What has happened to Boer racism?
Afrikaner racism is disappearing, argues Leon Louw of the Free Market Foundation. This is contrary to the perceived wisdom. Instead, Louw finds a community committed to transformation and maintaining its rightful place in post-apartheid South Africa.
Stereotypical right-wing Afrikaner racism seems to have vanished. Along with most black commentators who presume the omnipresence of Afrikaner racism, I assumed little had changed in "Afrikanerdom". Why had disappearing Afrikaner racism eluded me? When I told my English-speaking Kenyan wife of 35 years about my recent encounters with many representative Afrikaners, she asked a question I had not considered hitherto. "Do you regard yourself as an Afrikaner?"
"Yes," I replied after deep thought.
"But," she protested, "your primary language has been English because fate led you to be raised in English-speaking homes." I had, she reminded me, associated primarily with black and white English speakers, been isolated if not alienated from Afrikaans culture, and lost the ability to speak Afrikaans fluently. All that remains of my roots is that I do Afrikaans media interviews and prefer Afrikaans sports commentators.
Unlikely factors led me to campaign against blacks still not being able to enjoy the same land rights as whites 20 years after apartheid. This has plunged me into the heart of modern Afrikanerdom. I encounter Afrikaners from informal traders to business executives, and cultural leaders to farmers. Most successful farmers are Afrikaners, and because of their interest in my campaign, the speaking circuit has me addressing farmers’ union meetings countrywide, not to address the violation of their property rights, which is extreme and likely to get worse, but the violation of black rights.
Instead of racist bigots, I encounter transformed Afrikaners — not the kind from whom I became alienated when I was an anti-apartheid verraaier (traitor) working with Winnie Mandela, the Azanian People’s Organisation. the Committee of Ten, the African National Congress and others. I had expected to find Afrikaner racism fuelled by "reverse apartheid". After all, their water and mineral rights have been plundered without compensation and Rural Development and Land Reform Minister Gugile Nkwinti, unsatisfied with land already "redistributed", wants to confiscate half of what remains.

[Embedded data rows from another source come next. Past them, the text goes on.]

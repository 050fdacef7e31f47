//! CPU-side mesh and texture generation for the GL renderer.

use glam::Vec3;
use std::f32::consts::{PI, TAU};

/// Indexed unit sphere with per-vertex normals
pub struct SphereMesh {
    pub positions: Vec<Vec3>,
    pub normals: Vec<Vec3>,
    pub indices: Vec<u16>,
}

/// UV sphere of radius 1 with `segments` around and `rings` from pole to pole
pub fn uv_sphere(segments: u32, rings: u32) -> SphereMesh {
    let segments = segments.max(3);
    let rings = rings.max(2);

    let mut positions = Vec::with_capacity(((segments + 1) * (rings + 1)) as usize);
    for ring in 0..=rings {
        let phi = PI * ring as f32 / rings as f32;
        for segment in 0..=segments {
            let theta = TAU * segment as f32 / segments as f32;
            positions.push(Vec3::new(
                phi.sin() * theta.cos(),
                phi.cos(),
                phi.sin() * theta.sin(),
            ));
        }
    }
    let normals = positions.clone();

    let stride = segments + 1;
    let mut indices = Vec::with_capacity((segments * rings * 6) as usize);
    for ring in 0..rings {
        for segment in 0..segments {
            let a = (ring * stride + segment) as u16;
            let b = a + stride as u16;
            let c = a + 1;
            let d = b + 1;
            indices.extend_from_slice(&[a, b, c, c, b, d]);
        }
    }

    SphereMesh {
        positions,
        normals,
        indices,
    }
}

/// Unit wireframe sphere as a line list: `rings - 1` latitude circles and
/// `segments` meridians
pub fn wire_sphere(segments: u32, rings: u32) -> Vec<Vec3> {
    let segments = segments.max(3);
    let rings = rings.max(2);
    let mut lines = Vec::new();

    for ring in 1..rings {
        let phi = PI * ring as f32 / rings as f32;
        for segment in 0..segments {
            let t0 = TAU * segment as f32 / segments as f32;
            let t1 = TAU * (segment + 1) as f32 / segments as f32;
            lines.push(Vec3::new(phi.sin() * t0.cos(), phi.cos(), phi.sin() * t0.sin()));
            lines.push(Vec3::new(phi.sin() * t1.cos(), phi.cos(), phi.sin() * t1.sin()));
        }
    }

    for segment in 0..segments {
        let theta = TAU * segment as f32 / segments as f32;
        for ring in 0..rings {
            let p0 = PI * ring as f32 / rings as f32;
            let p1 = PI * (ring + 1) as f32 / rings as f32;
            lines.push(Vec3::new(p0.sin() * theta.cos(), p0.cos(), p0.sin() * theta.sin()));
            lines.push(Vec3::new(p1.sin() * theta.cos(), p1.cos(), p1.sin() * theta.sin()));
        }
    }

    lines
}

/// Alpha stops of the point sprite, from center (0) to rim (1)
const SPRITE_STOPS: [(f32, f32); 4] = [(0.0, 1.0), (0.2, 0.9), (0.5, 0.8), (1.0, 0.0)];

/// Alpha of the radial sprite gradient at normalized radius `r`
pub fn sprite_alpha(r: f32) -> f32 {
    if !(0.0..=1.0).contains(&r) {
        return 0.0;
    }
    SPRITE_STOPS
        .windows(2)
        .find(|pair| r <= pair[1].0)
        .map(|pair| {
            let (r0, a0) = pair[0];
            let (r1, a1) = pair[1];
            a0 + (a1 - a0) * (r - r0) / (r1 - r0)
        })
        .unwrap_or(0.0)
}

/// White RGBA8 texture whose alpha is the radial sprite gradient
pub fn sprite_texture(size: usize) -> Vec<u8> {
    let size = size.max(2);
    let half = size as f32 / 2.0;
    let mut pixels = Vec::with_capacity(size * size * 4);
    for y in 0..size {
        for x in 0..size {
            let dx = x as f32 + 0.5 - half;
            let dy = y as f32 + 0.5 - half;
            let r = (dx * dx + dy * dy).sqrt() / half;
            let alpha = (sprite_alpha(r) * 255.0).round() as u8;
            pixels.extend_from_slice(&[255, 255, 255, alpha]);
        }
    }
    pixels
}

#[cfg(test)]
mod tests {
    use super::*;

    #[test]
    fn sphere_vertices_lie_on_the_unit_sphere() {
        let mesh = uv_sphere(16, 12);
        assert_eq!(mesh.positions.len(), 17 * 13);
        assert_eq!(mesh.indices.len(), 16 * 12 * 6);
        assert!(mesh.positions.iter().all(|p| (p.length() - 1.0).abs() < 1e-5));
        assert!(mesh
            .indices
            .iter()
            .all(|&i| (i as usize) < mesh.positions.len()));
    }

    #[test]
    fn wire_sphere_is_a_line_list() {
        let lines = wire_sphere(24, 12);
        assert_eq!(lines.len(), 2 * (11 * 24 + 24 * 12));
        assert!(lines.iter().all(|p| (p.length() - 1.0).abs() < 1e-5));
    }

    #[test]
    fn sprite_gradient_matches_its_stops() {
        assert_eq!(sprite_alpha(0.0), 1.0);
        assert!((sprite_alpha(0.2) - 0.9).abs() < 1e-6);
        assert!((sprite_alpha(0.5) - 0.8).abs() < 1e-6);
        assert_eq!(sprite_alpha(1.0), 0.0);
        assert_eq!(sprite_alpha(1.5), 0.0);
        assert!((sprite_alpha(0.75) - 0.4).abs() < 1e-6);
    }

    #[test]
    fn sprite_texture_is_opaque_in_the_middle_and_clear_at_the_corner() {
        let size = 64;
        let pixels = sprite_texture(size);
        assert_eq!(pixels.len(), size * size * 4);
        let alpha = |x: usize, y: usize| pixels[(y * size + x) * 4 + 3];
        assert!(alpha(32, 32) > 240);
        assert_eq!(alpha(0, 0), 0);
    }
}
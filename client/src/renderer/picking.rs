//! Pointer picking: rays through the camera, hit tests against the active
//! point cloud, and resolution of hit indices back to samples.

use glam::{Vec2, Vec3};
use mitospace_shared::Sample;
use std::sync::Arc;

use super::camera::Camera;
use super::point_cloud::PointCloud;

#[derive(Debug, Clone, Copy, PartialEq)]
pub struct Ray {
    pub origin: Vec3,
    /// Unit length
    pub direction: Vec3,
}

impl Ray {
    pub fn new(origin: Vec3, direction: Vec3) -> Self {
        Self {
            origin,
            direction: direction.normalize_or_zero(),
        }
    }

    pub fn at(&self, t: f32) -> Vec3 {
        self.origin + self.direction * t
    }

    /// Distance along the ray to the point's projection, and the squared
    /// perpendicular distance from the point to the ray
    pub fn closest_approach(&self, point: Vec3) -> (f32, f32) {
        let t = (point - self.origin).dot(self.direction);
        let closest = self.at(t);
        (t, closest.distance_squared(point))
    }

    /// Nearest non-negative entry distance into a sphere
    pub fn intersect_sphere(&self, center: Vec3, radius: f32) -> Option<f32> {
        let oc = self.origin - center;
        let b = oc.dot(self.direction);
        let c = oc.length_squared() - radius * radius;
        let discriminant = b * b - c;
        if discriminant < 0.0 {
            return None;
        }
        let root = discriminant.sqrt();
        let near = -b - root;
        if near >= 0.0 {
            return Some(near);
        }
        // Origin inside the sphere
        let far = -b + root;
        (far >= 0.0).then_some(far)
    }
}

/// A ray hit against one point of a cloud
#[derive(Debug, Clone, Copy, PartialEq)]
pub struct Hit {
    /// Index into the cloud's sample list
    pub index: usize,
    /// Distance along the ray
    pub distance: f32,
    /// Rendered position of the point that was hit
    pub point: Vec3,
}

/// Keep the closer of two hits
pub fn nearest(best: Option<Hit>, candidate: Hit) -> Option<Hit> {
    match best {
        Some(current) if current.distance <= candidate.distance => Some(current),
        _ => Some(candidate),
    }
}

#[derive(Debug, Clone)]
pub enum PickOutcome {
    /// A camera gesture was in progress; nothing changed
    Ignored,
    /// The ray hit nothing (or there was nothing to hit)
    Miss,
    Hit {
        sample: Arc<Sample>,
        index: usize,
        position: Vec3,
    },
}

/// Convert a viewport-local pointer position (pixels, y down) to normalized
/// device coordinates (y up). Returns `None` for an empty viewport.
pub fn pointer_to_ndc(local: Vec2, size: Vec2) -> Option<Vec2> {
    if size.x <= 0.0 || size.y <= 0.0 {
        return None;
    }
    Some(Vec2::new(
        local.x / size.x * 2.0 - 1.0,
        -(local.y / size.y * 2.0 - 1.0),
    ))
}

/// Resolve a click in normalized device coordinates to a sample of `cloud`
pub fn pick(
    camera: &Camera,
    aspect_ratio: f32,
    cloud: Option<&PointCloud>,
    ndc: Vec2,
    gesture_in_progress: bool,
) -> PickOutcome {
    if gesture_in_progress {
        return PickOutcome::Ignored;
    }
    let Some(cloud) = cloud else {
        return PickOutcome::Miss;
    };
    if cloud.is_empty() || !aspect_ratio.is_finite() || aspect_ratio <= 0.0 {
        return PickOutcome::Miss;
    }

    let ray = camera.ray_through(ndc, aspect_ratio);
    let Some(hit) = cloud.intersect(&ray) else {
        return PickOutcome::Miss;
    };

    match cloud.resolve(hit.index) {
        Some(sample) => PickOutcome::Hit {
            sample: Arc::clone(sample),
            index: hit.index,
            position: hit.point,
        },
        None => PickOutcome::Miss,
    }
}

#[cfg(test)]
mod tests {
    use super::*;

    #[test]
    fn closest_approach_measures_perpendicular_distance() {
        let ray = Ray::new(Vec3::ZERO, Vec3::new(0.0, 0.0, -2.0));
        let (t, d2) = ray.closest_approach(Vec3::new(1.0, 0.0, -5.0));
        assert!((t - 5.0).abs() < 1e-6);
        assert!((d2 - 1.0).abs() < 1e-6);
    }

    #[test]
    fn sphere_intersection_reports_entry_distance() {
        let ray = Ray::new(Vec3::new(0.0, 0.0, 10.0), Vec3::NEG_Z);
        assert_eq!(ray.intersect_sphere(Vec3::ZERO, 1.0), Some(9.0));
        assert_eq!(ray.intersect_sphere(Vec3::new(5.0, 0.0, 0.0), 1.0), None);
        // Behind the origin
        assert_eq!(ray.intersect_sphere(Vec3::new(0.0, 0.0, 20.0), 1.0), None);
        // From inside
        let inside = Ray::new(Vec3::ZERO, Vec3::X);
        assert_eq!(inside.intersect_sphere(Vec3::ZERO, 2.0), Some(2.0));
    }

    #[test]
    fn pointer_maps_to_ndc_with_y_up() {
        let size = Vec2::new(200.0, 100.0);
        assert_eq!(pointer_to_ndc(Vec2::ZERO, size), Some(Vec2::new(-1.0, 1.0)));
        assert_eq!(pointer_to_ndc(Vec2::new(100.0, 50.0), size), Some(Vec2::ZERO));
        assert_eq!(pointer_to_ndc(Vec2::new(200.0, 100.0), size), Some(Vec2::new(1.0, -1.0)));
        assert_eq!(pointer_to_ndc(Vec2::ZERO, Vec2::ZERO), None);
    }

    #[test]
    fn nothing_to_pick_is_a_miss() {
        let camera = Camera::default();
        assert!(matches!(pick(&camera, 1.0, None, Vec2::ZERO, false), PickOutcome::Miss));
        assert!(matches!(pick(&camera, 1.0, None, Vec2::ZERO, true), PickOutcome::Ignored));
    }
}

If racist populism as espoused by Julius Malema prevails, farmers, most too young to have perpetrated apartheid, will, like apartheid’s black victims, endure comprehensive race-based deprivation. In the past, Afrikaners told blacks to return to their supposed "homelands"; now blacks tell Afrikaners to capitulate or go "home".
Of course there were and are exceptions. Atypically, the Brinks, Breytenbachs and Naudes were whites fighting anti-black racism. The new racism is not as extreme as apartheid, and cultural groups are not ideologically homogenous. Although I have not, during my reconnection with the volk, encountered racism where it once ruled, there are undoubtedly still Afrikaner racists, just as there are racists in all communities. That aside, I have found Afrikaners who share the same passion and patriotism for post-apartheid SA they once had for apartheid SA.
From the podium, Afrikaans speakers routinely endorse "transformation". Despite being justly concerned about the perversely Orwellian Constitutional Court view (regarding mineral right confiscation) that deprivation is not deprivation, most of what I hear is about how to accelerate transformation without anti-white injustice.